- [Required work] After reading the entries below, report how many lines have the string "content" in them, giving the number alone.
Top of Data shown
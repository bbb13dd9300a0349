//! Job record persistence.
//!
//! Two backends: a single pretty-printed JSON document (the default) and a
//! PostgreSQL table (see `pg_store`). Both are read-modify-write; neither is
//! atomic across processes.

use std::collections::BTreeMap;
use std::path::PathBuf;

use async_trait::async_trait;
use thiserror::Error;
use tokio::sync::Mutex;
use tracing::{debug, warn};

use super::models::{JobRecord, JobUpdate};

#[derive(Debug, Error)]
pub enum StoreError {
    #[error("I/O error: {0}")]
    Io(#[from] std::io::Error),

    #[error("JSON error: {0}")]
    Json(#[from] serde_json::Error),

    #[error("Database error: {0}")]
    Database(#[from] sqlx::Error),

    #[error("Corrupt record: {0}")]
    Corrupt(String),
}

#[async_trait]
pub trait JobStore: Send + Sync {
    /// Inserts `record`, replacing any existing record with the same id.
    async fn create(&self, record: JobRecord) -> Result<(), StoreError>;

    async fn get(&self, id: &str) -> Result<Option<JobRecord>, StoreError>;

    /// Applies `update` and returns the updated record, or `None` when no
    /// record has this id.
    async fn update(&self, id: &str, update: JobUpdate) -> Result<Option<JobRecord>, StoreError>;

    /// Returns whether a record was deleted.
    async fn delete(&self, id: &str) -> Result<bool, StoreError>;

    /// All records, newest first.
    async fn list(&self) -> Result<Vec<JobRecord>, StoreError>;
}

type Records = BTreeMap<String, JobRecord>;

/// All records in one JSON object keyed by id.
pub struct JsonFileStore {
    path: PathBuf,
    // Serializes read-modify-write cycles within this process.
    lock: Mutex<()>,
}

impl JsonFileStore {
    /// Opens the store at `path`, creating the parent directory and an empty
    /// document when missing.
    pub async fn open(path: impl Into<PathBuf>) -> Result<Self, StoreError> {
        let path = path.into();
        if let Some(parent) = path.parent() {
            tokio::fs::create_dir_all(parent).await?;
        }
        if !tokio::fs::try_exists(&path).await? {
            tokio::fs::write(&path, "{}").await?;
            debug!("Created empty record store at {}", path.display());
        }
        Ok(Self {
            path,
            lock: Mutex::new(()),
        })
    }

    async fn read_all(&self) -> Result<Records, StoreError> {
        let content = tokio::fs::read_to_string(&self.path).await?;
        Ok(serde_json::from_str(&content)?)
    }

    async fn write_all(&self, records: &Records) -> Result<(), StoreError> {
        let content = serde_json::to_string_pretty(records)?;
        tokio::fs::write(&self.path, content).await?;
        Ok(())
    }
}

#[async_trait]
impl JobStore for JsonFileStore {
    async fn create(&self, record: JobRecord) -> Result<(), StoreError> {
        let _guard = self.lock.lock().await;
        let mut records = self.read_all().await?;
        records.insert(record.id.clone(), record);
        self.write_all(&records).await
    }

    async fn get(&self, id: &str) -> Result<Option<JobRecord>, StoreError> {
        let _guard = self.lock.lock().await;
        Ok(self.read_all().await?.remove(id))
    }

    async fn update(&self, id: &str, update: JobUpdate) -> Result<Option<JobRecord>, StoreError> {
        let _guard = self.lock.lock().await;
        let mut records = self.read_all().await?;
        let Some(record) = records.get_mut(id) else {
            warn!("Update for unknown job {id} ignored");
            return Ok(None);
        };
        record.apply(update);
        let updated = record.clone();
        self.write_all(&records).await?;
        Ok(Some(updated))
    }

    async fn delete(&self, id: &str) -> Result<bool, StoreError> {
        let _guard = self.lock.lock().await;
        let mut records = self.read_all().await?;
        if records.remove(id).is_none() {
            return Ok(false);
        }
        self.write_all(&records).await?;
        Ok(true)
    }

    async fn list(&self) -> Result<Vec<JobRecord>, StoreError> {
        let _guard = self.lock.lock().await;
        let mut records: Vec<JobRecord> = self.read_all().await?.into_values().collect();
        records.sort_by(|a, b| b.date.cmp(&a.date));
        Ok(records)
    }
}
Bottom of Data shown
Top of Data shown
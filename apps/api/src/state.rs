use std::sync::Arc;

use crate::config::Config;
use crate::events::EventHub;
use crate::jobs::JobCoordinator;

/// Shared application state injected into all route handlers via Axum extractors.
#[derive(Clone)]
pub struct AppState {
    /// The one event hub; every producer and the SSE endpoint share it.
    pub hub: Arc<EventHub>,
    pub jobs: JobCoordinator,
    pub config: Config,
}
Bottom of Data shown
- [Exercise result] 4